Ok, I've done that. We'll keep a close eye on it today to see if it goes berserk...
Please re-get it. I'd forgotten to update the snapshot file with the last fix I made, so there was about 10 minutes with the wrong version on the web.
The right one will have "$Id: hobbitfetch.c,v 1.18 2007/07/24 13:00:29 henrik Exp $"; near the top of the hobbitfetch.c file.
Sorry about that.
Henrik
On Tue, 2007-07-24 at 15:05 +0200, Henrik Stoerner wrote:
On Tue, Jul 24, 2007 at 08:04:27AM -0500, Daniel J McDonald wrote:
On Tue, 2007-07-24 at 14:36 +0200, Henrik Stoerner wrote:
I've been going over the hobbitfetch code looking for the cause of the cpu-spinning lockups that have been reported. I *think* I've found it, but this needs confirmation from someone who sees the problem in a real setup, as opposed to my testing scenario.
So I'd be interested to have my bugfix tested by someone who has this problem. If you can, grab the current snapshot http://www.hswn.dk/beta/ Rebuild Hobbit, copy for snapshot/hobbitd/hobbitfetch utility into your ~hobbit/server/bin/ directory and restart Hobbit.
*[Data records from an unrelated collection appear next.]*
// Test code is allowed to panic on failure
#![allow(
    clippy::unwrap_used,
    clippy::expect_used,
    clippy::indexing_slicing,
    clippy::panic,
    clippy::string_slice
)]

//! Unit tests for eks-config-webhook.
//!
//! These tests run without a Kubernetes cluster and exercise the admission
//! hooks through the library's public API.

#[path = "../common/mod.rs"]
#[allow(dead_code)]
mod common;

mod crd_tests {
    use eks_config_webhook::crd::{BOOTSTRAP_GROUP, BOOTSTRAP_VERSION, EksConfigTemplate};
    use kube::{CustomResourceExt, Resource};

    #[test]
    fn test_resource_identity() {
        assert_eq!(EksConfigTemplate::group(&()), BOOTSTRAP_GROUP);
        assert_eq!(EksConfigTemplate::version(&()), BOOTSTRAP_VERSION);
        assert_eq!(EksConfigTemplate::kind(&()), "EKSConfigTemplate");
        assert_eq!(EksConfigTemplate::plural(&()), "eksconfigtemplates");
    }

    #[test]
    fn test_crd_schema_names_wire_fields() {
        let crd = serde_json::to_string(&EksConfigTemplate::crd()).unwrap();
        assert!(crd.contains("kubeletExtraArgs"));
        assert!(crd.contains("dnsClusterIP"));
        assert!(crd.contains("serviceIPV6Cidr"));
        assert!(crd.contains("contentFrom"));
    }
}

mod defaulting_tests {
    use super::common::fixtures::{EksConfigTemplateBuilder, unset_defaults_template};
    use eks_config_webhook::webhooks::{DEFAULT_FILE_OWNER, DEFAULT_FILE_PERMISSIONS, Defaulter};

    #[test]
    fn test_defaults_applied() {
        let mut template = unset_defaults_template("workers");
        template.set_defaults();

        let spec = &template.spec.template.spec;
        assert_eq!(spec.files[0].owner.as_deref(), Some(DEFAULT_FILE_OWNER));
        assert_eq!(
            spec.files[0].permissions.as_deref(),
            Some(DEFAULT_FILE_PERMISSIONS)
        );
        assert_eq!(spec.ntp.as_ref().unwrap().enabled, Some(true));
        assert_eq!(spec.users[0].lock_password, Some(true));
    }

    #[test]
    fn test_defaults_leave_untouched_fields() {
        let mut template = EksConfigTemplateBuilder::new("workers")
            .kubelet_arg("node-labels", "pool=general")
            .build();
        let before = template.clone();
        template.set_defaults();
        assert_eq!(template, before);
    }

    #[test]
    fn test_defaults_every_file() {
        let mut template = EksConfigTemplateBuilder::new("workers")
            .file("/etc/a", "a")
            .file("/etc/b", "b")
            .build();
        template.set_defaults();
        for file in &template.spec.template.spec.files {
            assert_eq!(file.owner.as_deref(), Some(DEFAULT_FILE_OWNER));
        }
    }
}

mod validation_tests {
    use super::common::fixtures::{EksConfigTemplateBuilder, unset_defaults_template};
    use eks_config_webhook::webhooks::policies::REASON_INVALID;
    use eks_config_webhook::webhooks::policies::immutability::REASON_FIELD_IMMUTABLE;
    use eks_config_webhook::webhooks::{Defaulter, Validator};

    #[test]
    fn test_create_valid() {
        let template = unset_defaults_template("workers");
        assert!(template.validate_create().is_ok());
    }

    #[test]
    fn test_create_rejects_each_malformed_field() {
        let cases = [
            (
                EksConfigTemplateBuilder::new("t").dns_cluster_ip("10.100.0").build(),
                "dnsClusterIP",
            ),
            (
                EksConfigTemplateBuilder::new("t").file("etc/motd", "x").build(),
                "files[0].path",
            ),
            (
                EksConfigTemplateBuilder::new("t").user("ops").user("ops").build(),
                "users[1].name",
            ),
            (
                EksConfigTemplateBuilder::new("t").ntp_servers([""]).build(),
                "ntp.servers[0]",
            ),
        ];

        for (template, field) in cases {
            let err = template.validate_create().unwrap_err();
            assert_eq!(err.reason(), REASON_INVALID, "field {field}");
            assert!(
                err.message().contains(field),
                "expected {field} in {}",
                err.message()
            );
        }
    }

    #[test]
    fn test_create_reports_all_errors() {
        let template = EksConfigTemplateBuilder::new("t")
            .dns_cluster_ip("bogus")
            .file("relative", "x")
            .build();
        let message = template.validate_create().unwrap_err().message();
        assert!(message.contains("dnsClusterIP"));
        assert!(message.contains("files[0].path"));
    }

    #[test]
    fn test_update_lifecycle() {
        let mut t1 = unset_defaults_template("t1");
        t1.set_defaults();
        assert!(t1.validate_create().is_ok());

        let mut relabelled = t1.clone();
        relabelled
            .metadata
            .labels
            .get_or_insert_with(Default::default)
            .insert("team".to_string(), "infra".to_string());
        assert!(relabelled.validate_update(&t1).is_ok());

        let mut changed = t1.clone();
        changed.spec.template.spec.files[0].content = Some("changed".to_string());
        let err = changed.validate_update(&t1).unwrap_err();
        assert_eq!(err.reason(), REASON_FIELD_IMMUTABLE);
        assert!(err.message().contains("spec.template"));

        assert!(t1.validate_delete().is_ok());
    }

    #[test]
    fn test_update_with_identical_malformed_template_allowed() {
        // Pre-existing objects that no longer pass structural checks can
        // still be relabelled.
        let old = EksConfigTemplateBuilder::new("t").dns_cluster_ip("bogus").build();
        let mut new = old.clone();
        new.metadata.annotations = Some([("note".to_string(), "x".to_string())].into());
        assert!(new.validate_update(&old).is_ok());
    }
}

mod registration_tests {
    use eks_config_webhook::crd::EksConfigTemplate;
    use eks_config_webhook::webhooks::webhook_paths;

    #[test]
    fn test_paths_follow_controller_runtime_convention() {
        let paths = webhook_paths::<EksConfigTemplate>();
        assert!(paths.mutate.starts_with("/mutate-bootstrap-cluster-x-k8s-io-"));
        assert!(paths.validate.ends_with("-v1beta1-eksconfigtemplate"));
    }
}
Ok, I've done that. We'll keep a close eye on it today to see if it goes berserk...
Please re-get it. I'd forgotten to update the snapshot file with the last fix I made, so there was about 10 minutes with the wrong version on the web.
The right one will have "$Id: hobbitfetch.c,v 1.18 2007/07/24 13:00:29 henrik Exp $"; near the top of the hobbitfetch.c file.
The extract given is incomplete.